#### INPUT FOR THIS TASK:

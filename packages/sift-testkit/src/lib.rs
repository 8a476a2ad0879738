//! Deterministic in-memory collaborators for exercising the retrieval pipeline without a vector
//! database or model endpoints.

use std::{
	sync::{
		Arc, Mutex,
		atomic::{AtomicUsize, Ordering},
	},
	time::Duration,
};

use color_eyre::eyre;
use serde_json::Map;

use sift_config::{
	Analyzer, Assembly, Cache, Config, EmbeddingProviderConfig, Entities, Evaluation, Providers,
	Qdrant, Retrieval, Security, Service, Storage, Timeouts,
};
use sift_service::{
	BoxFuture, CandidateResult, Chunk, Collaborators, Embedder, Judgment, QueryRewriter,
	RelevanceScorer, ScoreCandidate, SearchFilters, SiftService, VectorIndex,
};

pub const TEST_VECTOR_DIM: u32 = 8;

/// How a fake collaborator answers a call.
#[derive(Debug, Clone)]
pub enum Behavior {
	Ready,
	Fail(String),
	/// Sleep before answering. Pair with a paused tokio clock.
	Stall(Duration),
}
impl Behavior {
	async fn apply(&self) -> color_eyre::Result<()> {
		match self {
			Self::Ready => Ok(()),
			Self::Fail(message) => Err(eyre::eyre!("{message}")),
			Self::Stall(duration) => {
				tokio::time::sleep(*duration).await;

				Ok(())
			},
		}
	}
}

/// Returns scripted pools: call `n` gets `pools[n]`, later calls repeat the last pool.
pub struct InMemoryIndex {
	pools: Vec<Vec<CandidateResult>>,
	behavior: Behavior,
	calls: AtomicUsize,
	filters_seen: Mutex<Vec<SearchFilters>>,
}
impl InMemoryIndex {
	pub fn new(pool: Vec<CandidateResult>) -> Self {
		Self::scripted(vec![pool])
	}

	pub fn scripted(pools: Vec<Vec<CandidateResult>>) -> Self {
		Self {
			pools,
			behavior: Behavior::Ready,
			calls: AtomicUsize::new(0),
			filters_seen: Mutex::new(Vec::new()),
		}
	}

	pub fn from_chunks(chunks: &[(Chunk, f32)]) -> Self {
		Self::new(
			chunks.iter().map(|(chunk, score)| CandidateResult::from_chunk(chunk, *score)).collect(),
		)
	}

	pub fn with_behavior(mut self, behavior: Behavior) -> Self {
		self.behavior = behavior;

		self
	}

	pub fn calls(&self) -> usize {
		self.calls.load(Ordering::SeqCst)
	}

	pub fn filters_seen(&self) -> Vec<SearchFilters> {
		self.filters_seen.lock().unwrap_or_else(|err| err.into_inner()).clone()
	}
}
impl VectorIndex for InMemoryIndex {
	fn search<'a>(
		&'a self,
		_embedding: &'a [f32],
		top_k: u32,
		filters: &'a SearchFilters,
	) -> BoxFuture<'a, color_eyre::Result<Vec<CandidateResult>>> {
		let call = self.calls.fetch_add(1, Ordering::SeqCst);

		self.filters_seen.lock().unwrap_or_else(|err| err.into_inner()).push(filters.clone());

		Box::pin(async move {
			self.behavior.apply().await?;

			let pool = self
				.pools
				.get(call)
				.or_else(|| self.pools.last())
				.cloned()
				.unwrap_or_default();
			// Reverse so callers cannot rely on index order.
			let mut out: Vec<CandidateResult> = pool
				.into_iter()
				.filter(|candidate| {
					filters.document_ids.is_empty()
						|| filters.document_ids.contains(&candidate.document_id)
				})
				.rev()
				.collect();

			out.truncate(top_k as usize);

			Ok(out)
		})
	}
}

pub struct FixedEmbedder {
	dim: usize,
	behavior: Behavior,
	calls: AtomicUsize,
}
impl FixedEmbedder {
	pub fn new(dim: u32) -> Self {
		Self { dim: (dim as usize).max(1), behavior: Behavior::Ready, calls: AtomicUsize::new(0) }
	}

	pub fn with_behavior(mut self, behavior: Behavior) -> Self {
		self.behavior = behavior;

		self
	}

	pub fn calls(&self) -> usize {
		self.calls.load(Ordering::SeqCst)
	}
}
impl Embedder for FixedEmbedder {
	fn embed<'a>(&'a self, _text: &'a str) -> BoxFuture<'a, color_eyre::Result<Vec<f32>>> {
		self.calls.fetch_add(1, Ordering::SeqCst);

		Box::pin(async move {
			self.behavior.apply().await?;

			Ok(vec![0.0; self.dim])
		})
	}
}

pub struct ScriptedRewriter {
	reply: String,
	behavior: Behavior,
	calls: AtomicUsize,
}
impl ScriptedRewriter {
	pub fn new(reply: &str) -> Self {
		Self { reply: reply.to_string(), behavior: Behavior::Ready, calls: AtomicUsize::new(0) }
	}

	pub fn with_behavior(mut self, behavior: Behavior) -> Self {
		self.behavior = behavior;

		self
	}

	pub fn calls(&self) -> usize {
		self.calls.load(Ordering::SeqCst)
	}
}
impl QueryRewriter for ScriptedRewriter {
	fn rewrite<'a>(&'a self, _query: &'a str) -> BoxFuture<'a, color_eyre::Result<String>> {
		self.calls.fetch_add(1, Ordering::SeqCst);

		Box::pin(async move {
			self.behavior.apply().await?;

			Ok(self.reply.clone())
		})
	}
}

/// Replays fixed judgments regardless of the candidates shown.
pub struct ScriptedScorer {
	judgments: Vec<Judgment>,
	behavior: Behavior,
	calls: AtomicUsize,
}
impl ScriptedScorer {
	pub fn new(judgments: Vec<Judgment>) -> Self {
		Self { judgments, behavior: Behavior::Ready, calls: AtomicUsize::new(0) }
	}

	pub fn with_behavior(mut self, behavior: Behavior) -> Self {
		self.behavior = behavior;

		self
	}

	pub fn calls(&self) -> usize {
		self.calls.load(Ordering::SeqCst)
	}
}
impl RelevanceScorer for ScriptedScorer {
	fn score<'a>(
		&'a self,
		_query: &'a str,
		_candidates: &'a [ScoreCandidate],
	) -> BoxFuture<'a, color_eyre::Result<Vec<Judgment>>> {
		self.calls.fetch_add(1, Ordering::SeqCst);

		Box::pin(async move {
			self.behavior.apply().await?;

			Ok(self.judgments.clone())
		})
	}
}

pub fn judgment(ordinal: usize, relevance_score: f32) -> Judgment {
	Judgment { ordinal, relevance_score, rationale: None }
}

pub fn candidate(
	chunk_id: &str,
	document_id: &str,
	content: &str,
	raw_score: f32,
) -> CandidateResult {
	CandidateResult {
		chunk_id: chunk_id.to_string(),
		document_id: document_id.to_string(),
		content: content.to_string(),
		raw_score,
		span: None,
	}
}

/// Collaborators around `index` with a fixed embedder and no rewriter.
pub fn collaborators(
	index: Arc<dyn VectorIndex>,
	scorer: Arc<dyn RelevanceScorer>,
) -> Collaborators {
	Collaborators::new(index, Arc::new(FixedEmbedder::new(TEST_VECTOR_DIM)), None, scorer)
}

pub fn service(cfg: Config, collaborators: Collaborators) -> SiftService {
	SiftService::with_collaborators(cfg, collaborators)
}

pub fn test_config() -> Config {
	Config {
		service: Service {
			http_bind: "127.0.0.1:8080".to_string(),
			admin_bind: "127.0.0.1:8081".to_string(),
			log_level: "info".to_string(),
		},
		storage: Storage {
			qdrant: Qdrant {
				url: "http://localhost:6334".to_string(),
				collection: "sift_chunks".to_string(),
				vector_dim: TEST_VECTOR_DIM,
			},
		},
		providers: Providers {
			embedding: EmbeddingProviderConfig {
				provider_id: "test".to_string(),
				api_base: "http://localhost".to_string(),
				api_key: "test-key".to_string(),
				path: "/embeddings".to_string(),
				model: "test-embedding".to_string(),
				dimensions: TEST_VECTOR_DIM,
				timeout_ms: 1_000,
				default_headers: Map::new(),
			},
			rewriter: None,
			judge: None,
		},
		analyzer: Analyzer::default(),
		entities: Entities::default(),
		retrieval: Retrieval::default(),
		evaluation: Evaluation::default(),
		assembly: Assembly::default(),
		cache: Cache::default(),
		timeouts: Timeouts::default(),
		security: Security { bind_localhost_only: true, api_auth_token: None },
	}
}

==

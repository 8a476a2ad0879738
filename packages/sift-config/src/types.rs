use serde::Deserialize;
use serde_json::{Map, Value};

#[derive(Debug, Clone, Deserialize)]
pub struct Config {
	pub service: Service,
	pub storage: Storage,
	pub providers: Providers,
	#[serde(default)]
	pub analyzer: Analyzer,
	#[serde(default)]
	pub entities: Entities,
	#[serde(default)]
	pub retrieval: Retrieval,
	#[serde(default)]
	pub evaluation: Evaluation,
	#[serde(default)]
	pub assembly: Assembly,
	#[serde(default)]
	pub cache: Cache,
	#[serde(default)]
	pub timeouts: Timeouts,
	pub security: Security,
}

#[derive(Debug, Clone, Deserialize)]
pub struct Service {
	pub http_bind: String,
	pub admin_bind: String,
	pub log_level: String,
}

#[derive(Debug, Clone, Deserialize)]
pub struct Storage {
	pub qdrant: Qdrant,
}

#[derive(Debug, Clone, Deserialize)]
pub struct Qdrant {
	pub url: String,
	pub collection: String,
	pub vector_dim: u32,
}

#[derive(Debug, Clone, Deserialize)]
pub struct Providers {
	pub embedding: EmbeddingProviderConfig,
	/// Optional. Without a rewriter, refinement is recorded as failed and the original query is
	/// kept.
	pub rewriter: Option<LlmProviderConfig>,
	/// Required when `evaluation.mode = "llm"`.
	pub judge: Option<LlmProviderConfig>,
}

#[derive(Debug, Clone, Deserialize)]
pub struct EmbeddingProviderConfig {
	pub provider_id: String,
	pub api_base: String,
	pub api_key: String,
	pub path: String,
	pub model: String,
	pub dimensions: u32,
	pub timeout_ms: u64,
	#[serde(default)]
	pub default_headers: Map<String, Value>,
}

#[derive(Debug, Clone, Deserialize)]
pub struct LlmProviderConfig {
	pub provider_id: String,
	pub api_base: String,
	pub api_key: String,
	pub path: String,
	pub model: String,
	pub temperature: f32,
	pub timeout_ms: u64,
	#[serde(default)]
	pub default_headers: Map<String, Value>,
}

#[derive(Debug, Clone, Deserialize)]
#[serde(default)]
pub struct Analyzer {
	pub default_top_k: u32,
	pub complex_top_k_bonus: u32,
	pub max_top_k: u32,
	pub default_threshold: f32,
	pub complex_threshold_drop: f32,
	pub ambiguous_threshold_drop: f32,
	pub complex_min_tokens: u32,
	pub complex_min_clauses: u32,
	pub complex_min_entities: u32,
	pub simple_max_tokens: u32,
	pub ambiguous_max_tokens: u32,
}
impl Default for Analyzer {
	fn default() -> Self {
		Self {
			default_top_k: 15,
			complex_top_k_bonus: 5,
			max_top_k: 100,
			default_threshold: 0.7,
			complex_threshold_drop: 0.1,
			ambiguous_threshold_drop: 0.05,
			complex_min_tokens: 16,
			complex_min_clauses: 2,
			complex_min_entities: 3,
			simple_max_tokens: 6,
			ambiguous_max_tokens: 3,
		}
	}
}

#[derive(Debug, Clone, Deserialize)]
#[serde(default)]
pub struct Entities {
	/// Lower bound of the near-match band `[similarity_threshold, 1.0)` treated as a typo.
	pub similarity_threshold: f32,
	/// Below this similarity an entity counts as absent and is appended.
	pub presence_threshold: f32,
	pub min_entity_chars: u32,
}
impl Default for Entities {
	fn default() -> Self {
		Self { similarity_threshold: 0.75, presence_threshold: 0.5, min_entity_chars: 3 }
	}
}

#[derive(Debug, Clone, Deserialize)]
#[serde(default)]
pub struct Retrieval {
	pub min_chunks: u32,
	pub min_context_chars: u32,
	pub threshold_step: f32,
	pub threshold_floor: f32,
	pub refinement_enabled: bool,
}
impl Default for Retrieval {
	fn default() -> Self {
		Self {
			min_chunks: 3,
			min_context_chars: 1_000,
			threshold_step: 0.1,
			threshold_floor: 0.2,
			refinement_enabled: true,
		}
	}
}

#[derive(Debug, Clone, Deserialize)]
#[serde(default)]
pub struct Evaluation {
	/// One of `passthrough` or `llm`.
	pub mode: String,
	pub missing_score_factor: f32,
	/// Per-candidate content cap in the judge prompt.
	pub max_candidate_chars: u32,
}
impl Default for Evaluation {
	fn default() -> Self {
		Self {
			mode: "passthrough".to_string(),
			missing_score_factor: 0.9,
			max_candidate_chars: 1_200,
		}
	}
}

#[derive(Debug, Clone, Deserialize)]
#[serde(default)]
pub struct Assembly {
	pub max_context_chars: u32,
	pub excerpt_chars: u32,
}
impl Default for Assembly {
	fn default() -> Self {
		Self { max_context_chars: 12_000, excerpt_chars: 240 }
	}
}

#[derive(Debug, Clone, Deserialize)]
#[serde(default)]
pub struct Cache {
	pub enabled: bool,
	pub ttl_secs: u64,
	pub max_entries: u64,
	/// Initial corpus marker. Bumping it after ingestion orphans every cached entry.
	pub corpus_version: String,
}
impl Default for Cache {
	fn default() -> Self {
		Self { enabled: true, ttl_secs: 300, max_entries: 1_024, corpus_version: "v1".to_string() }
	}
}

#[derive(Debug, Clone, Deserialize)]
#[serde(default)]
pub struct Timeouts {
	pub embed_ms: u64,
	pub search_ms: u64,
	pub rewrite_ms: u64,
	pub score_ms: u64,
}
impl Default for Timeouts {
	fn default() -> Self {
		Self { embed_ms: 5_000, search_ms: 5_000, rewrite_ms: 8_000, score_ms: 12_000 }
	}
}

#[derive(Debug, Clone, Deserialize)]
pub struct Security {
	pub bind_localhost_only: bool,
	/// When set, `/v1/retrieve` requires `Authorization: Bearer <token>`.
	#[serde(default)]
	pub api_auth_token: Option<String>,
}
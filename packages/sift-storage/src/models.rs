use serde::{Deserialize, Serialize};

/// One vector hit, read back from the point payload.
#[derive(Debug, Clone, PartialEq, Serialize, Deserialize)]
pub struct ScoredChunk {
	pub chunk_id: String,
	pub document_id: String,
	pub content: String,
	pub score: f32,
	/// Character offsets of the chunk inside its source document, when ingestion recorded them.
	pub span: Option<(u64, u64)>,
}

...

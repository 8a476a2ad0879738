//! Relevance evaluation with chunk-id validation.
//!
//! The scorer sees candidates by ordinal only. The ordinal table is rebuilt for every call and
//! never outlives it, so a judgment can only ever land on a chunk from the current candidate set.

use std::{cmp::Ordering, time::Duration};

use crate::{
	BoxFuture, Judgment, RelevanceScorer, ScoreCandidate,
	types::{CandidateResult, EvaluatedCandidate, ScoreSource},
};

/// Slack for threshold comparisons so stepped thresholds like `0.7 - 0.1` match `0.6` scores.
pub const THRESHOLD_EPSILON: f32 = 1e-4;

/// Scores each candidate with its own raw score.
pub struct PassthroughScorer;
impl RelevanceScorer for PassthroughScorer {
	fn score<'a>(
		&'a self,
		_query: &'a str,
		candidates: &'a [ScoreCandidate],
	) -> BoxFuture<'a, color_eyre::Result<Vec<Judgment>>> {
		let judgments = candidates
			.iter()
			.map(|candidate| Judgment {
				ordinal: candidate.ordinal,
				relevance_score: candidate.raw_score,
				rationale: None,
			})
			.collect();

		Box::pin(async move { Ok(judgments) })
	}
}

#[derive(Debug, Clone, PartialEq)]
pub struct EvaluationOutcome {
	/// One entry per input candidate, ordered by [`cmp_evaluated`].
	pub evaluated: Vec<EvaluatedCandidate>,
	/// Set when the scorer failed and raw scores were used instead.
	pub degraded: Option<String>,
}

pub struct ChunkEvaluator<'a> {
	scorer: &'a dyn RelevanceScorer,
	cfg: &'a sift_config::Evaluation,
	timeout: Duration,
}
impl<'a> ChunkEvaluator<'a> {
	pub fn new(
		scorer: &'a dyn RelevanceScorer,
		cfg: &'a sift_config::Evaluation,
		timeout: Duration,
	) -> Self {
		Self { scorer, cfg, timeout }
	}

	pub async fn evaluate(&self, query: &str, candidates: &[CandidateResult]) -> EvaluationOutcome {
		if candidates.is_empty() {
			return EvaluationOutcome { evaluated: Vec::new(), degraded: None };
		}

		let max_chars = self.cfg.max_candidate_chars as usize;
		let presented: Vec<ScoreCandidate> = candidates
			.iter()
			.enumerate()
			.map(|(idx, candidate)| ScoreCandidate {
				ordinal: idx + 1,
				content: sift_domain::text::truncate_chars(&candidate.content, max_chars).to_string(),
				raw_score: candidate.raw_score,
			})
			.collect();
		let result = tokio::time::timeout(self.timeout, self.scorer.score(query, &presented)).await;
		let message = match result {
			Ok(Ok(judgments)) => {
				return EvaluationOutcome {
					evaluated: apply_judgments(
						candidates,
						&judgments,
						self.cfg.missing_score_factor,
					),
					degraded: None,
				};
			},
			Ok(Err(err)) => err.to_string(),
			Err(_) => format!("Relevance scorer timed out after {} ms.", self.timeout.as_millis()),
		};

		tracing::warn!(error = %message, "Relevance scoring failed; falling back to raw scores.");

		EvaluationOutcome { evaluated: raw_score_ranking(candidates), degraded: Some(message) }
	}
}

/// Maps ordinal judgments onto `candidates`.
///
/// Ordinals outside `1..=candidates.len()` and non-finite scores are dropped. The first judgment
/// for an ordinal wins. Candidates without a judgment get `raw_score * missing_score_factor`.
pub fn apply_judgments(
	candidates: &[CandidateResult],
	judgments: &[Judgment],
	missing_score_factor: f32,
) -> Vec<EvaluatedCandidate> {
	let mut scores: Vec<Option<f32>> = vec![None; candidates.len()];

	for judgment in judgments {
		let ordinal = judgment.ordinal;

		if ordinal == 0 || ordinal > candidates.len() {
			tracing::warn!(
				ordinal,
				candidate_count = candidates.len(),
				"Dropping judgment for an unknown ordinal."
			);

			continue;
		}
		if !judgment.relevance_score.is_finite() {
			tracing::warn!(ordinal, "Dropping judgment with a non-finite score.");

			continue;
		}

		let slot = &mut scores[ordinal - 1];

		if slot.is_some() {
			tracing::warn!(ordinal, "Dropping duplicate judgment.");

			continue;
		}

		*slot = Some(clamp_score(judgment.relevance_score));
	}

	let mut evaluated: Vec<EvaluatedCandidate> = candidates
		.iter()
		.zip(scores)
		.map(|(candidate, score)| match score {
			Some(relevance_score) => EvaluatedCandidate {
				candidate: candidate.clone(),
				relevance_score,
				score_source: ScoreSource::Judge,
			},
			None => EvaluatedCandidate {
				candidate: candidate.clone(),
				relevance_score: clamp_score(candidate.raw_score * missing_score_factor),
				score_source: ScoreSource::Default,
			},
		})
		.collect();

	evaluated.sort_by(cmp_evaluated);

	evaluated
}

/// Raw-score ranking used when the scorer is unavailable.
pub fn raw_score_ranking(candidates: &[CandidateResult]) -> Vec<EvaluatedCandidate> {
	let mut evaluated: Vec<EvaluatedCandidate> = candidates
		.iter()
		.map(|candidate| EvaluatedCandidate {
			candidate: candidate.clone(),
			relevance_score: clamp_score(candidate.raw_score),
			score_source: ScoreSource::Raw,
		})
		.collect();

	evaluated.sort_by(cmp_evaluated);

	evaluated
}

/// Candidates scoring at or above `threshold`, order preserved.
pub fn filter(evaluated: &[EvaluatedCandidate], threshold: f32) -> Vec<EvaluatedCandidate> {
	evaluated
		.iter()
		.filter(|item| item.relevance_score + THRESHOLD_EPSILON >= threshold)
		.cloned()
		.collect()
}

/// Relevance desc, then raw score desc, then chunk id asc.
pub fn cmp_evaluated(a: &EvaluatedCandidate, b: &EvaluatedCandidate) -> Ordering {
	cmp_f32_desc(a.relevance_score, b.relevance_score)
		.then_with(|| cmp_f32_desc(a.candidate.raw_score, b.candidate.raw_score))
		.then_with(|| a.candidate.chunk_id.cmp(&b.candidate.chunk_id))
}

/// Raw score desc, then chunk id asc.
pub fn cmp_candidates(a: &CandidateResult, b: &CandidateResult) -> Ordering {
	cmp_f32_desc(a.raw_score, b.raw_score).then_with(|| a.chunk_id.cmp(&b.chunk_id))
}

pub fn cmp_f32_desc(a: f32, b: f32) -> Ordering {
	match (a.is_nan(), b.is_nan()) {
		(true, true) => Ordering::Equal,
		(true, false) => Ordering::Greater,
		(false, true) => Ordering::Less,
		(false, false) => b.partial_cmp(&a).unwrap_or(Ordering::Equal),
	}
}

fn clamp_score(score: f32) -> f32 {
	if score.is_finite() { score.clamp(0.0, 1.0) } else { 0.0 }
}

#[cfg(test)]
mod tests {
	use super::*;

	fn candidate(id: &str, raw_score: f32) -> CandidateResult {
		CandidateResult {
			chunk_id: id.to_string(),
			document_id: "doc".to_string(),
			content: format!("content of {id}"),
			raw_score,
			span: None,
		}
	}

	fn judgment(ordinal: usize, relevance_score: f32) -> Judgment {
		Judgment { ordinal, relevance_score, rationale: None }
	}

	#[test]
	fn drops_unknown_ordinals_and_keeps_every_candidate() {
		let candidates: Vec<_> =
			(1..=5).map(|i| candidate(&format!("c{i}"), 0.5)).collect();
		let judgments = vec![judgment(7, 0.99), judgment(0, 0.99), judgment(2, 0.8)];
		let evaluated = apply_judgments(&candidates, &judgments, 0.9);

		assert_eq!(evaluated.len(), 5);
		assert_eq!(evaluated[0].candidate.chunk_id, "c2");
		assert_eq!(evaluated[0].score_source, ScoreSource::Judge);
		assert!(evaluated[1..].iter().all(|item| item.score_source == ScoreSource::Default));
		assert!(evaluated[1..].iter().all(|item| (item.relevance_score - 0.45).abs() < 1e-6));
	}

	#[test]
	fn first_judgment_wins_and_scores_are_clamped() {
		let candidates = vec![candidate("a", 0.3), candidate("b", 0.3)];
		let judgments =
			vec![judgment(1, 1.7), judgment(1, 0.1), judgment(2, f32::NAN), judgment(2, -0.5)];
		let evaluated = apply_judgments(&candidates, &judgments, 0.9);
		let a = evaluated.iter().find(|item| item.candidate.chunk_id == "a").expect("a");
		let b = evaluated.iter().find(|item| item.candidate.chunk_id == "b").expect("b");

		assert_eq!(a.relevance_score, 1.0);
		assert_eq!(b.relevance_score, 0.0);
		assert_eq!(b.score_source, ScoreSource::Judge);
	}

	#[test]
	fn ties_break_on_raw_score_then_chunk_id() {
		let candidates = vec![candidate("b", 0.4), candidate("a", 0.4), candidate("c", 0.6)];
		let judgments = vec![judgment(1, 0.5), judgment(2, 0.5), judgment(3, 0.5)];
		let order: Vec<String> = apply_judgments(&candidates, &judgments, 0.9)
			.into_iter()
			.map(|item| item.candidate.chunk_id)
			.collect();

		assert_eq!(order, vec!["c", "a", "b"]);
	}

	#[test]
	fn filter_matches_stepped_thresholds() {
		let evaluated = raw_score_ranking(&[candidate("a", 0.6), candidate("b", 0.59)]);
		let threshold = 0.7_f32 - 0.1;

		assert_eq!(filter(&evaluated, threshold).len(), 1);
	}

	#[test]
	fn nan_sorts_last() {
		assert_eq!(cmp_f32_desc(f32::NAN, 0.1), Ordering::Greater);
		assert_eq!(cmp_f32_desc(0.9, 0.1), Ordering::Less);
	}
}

#### WHAT YOU HAVE TO DO:
Pick each line holding the word "Assembly" out of the listing.

#### RESPONSE:
	Analyzer, Assembly, Cache, Config, EmbeddingProviderConfig, Entities, Evaluation, Providers,
		assembly: Assembly::default(),
	pub assembly: Assembly,
pub struct Assembly {
impl Default for Assembly {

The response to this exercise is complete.